T. J. and Chas. A. G-reenwell sued to recover damages to their crops alleged to have been caused by water negligently held on their lands. The cause was tried to a jury and resulted in a judgment for plaintiffs in the sum of $710, from which judgment defendants appealed.

Plaintiffs allege two grounds of negligence: (1) Negligence in and about constructing a dam across the ditch; and (2) in so negligently operating the boat that it sank, and the dams necessary to raise it caused or contributed to the damage. Plaintiffs state these grounds in their petition substantially as follows: (1) That during the times mentioned defendant drainage district was enlarging drainage ditch No. 6 and defendants A. Y. Wills & Sons were drainage contractors and as such contractors entered into a contract for enlarging said drainage ditch No. 6; that said drainage ditch No. 6 had theretofore been constructed, and lateral ditches leading from the land adjacent thereto had been constructed so as to drain the water from the adjacent land into said drainage ditch No. 6; that the lands mentioned were drained prior to the time complained of; that defendants in doing the work of enlarging said drainage ditch No. 6 placed a dam across said ditch so as to completely prevent the water from flowing down said ditch as it had previously done without leaving any' outlet for the water which had previously flowed down said ditch, and negligently and carelessly kept said dam in said ditch for a great period of time until the land cultivated by plaintiffs for the season of 1919 was completely flooded; that after the lands were flooded defendants cut a passageway around the dam so as to let part of the water that continued to accumulate in said ditch pass around said dam, but there was not sufficient passageway to lower and take the. water off the land.

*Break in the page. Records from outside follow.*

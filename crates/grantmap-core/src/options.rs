use crate::error::EnumConversionError;
use serde::{Deserialize, Serialize};
use std::str::FromStr;

/// Axis and sense along which the hierarchical layout orders nodes by
/// dependency depth.
#[derive(Debug, Clone, Copy, PartialEq, Eq, Hash, Serialize, Deserialize, Default)]
pub enum RankDirection {
    /// Top to bottom: ranks grow downward.
    #[default]
    #[serde(rename = "TB")]
    TopBottom,
    /// Left to right: ranks grow rightward.
    #[serde(rename = "LR")]
    LeftRight,
    /// Bottom to top: ranks grow upward.
    #[serde(rename = "BT")]
    BottomTop,
    /// Right to left: ranks grow leftward.
    #[serde(rename = "RL")]
    RightLeft,
}

impl RankDirection {
    /// True when ranks advance along the x axis (LR / RL).
    pub fn is_horizontal(self) -> bool {
        matches!(self, RankDirection::LeftRight | RankDirection::RightLeft)
    }

    /// Sign of rank progression along its axis: -1 for BT and RL.
    pub fn rank_sign(self) -> f32 {
        match self {
            RankDirection::TopBottom | RankDirection::LeftRight => 1.0,
            RankDirection::BottomTop | RankDirection::RightLeft => -1.0,
        }
    }
}

impl FromStr for RankDirection {
    type Err = EnumConversionError;

    fn from_str(s: &str) -> Result<Self, Self::Err> {
        match s {
            "TB" => Ok(RankDirection::TopBottom),
            "LR" => Ok(RankDirection::LeftRight),
            "BT" => Ok(RankDirection::BottomTop),
            "RL" => Ok(RankDirection::RightLeft),
            _ => Err(EnumConversionError::InvalidRankDirection(s.to_string())),
        }
    }
}

/// Node placement strategy for a layout pass.
#[derive(Debug, Clone, Copy, PartialEq, Eq, Hash, Serialize, Deserialize, Default)]
#[serde(rename_all = "kebab-case")]
pub enum LayoutStrategy {
    #[default]
    Hierarchical,
    GridScatter,
}

impl FromStr for LayoutStrategy {
    type Err = EnumConversionError;

    fn from_str(s: &str) -> Result<Self, Self::Err> {
        match s {
            "hierarchical" => Ok(LayoutStrategy::Hierarchical),
            "grid-scatter" => Ok(LayoutStrategy::GridScatter),
            _ => Err(EnumConversionError::InvalidLayoutStrategy(s.to_string())),
        }
    }
}

#[cfg(test)]
mod tests {
    use super::*;

    #[test]
    fn rank_direction_parses_short_codes() {
        assert_eq!("TB".parse::<RankDirection>().unwrap(), RankDirection::TopBottom);
        assert_eq!("LR".parse::<RankDirection>().unwrap(), RankDirection::LeftRight);
        assert_eq!("BT".parse::<RankDirection>().unwrap(), RankDirection::BottomTop);
        assert_eq!("RL".parse::<RankDirection>().unwrap(), RankDirection::RightLeft);
        assert!("tb".parse::<RankDirection>().is_err());
    }

    #[test]
    fn rank_direction_axis_and_sign() {
        assert!(!RankDirection::TopBottom.is_horizontal());
        assert!(RankDirection::RightLeft.is_horizontal());
        assert_eq!(RankDirection::BottomTop.rank_sign(), -1.0);
        assert_eq!(RankDirection::LeftRight.rank_sign(), 1.0);
    }

    #[test]
    fn layout_strategy_parses_kebab_case() {
        assert_eq!(
            "grid-scatter".parse::<LayoutStrategy>().unwrap(),
            LayoutStrategy::GridScatter
        );
        assert!("force".parse::<LayoutStrategy>().is_err());
    }
}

(2) That it was the duty of defendants in enlarging said dainage ditch to do the work in a reasonably expeditions manner, and at all times leave sufficient passageway for the water so as to prevent the water *655 from flowing out of tlie laterals and overflow the land cultivated by plaintiffs and others; that defendant while doing the work of enlarging said ditch so negligently and carelessly conducted the management of the dredge boat with which said drainage ditch was being dug as to let said dredge boat sink, and in order to raise and repair said dredge boat defendants constructed two more dams across said drainage ditch, one just behind the dredge boat that was sunk, and one just in front, and used a large pump for the purpose of pumping out the water between the two dams so that they could get to the sunken boat and repair it; that the last two dams completely cut off all flow of water down said drainage ditch, and caused the water that would otherwise have flowed around the first dam from flowing down said ditch, and caused all of the water thus accumulated to spread out over the land cultivated by plaintiffs; that defendants through the negligent manner in which they conducted the enlarging of said drainage ditch and. repair of said dredge boat permitted the last two mentioned dams to remain across said ditch for near two months, so that all drainage was closed for about that period of time; that the passageway left for the water around the original dam being small, when the last two dams were opened the water that had accumulated on the land cultivated by plaintiffs could not run through said opening sufficiently fast to lower the water and take it off of said land until plaintiffs ’ corn had been damaged.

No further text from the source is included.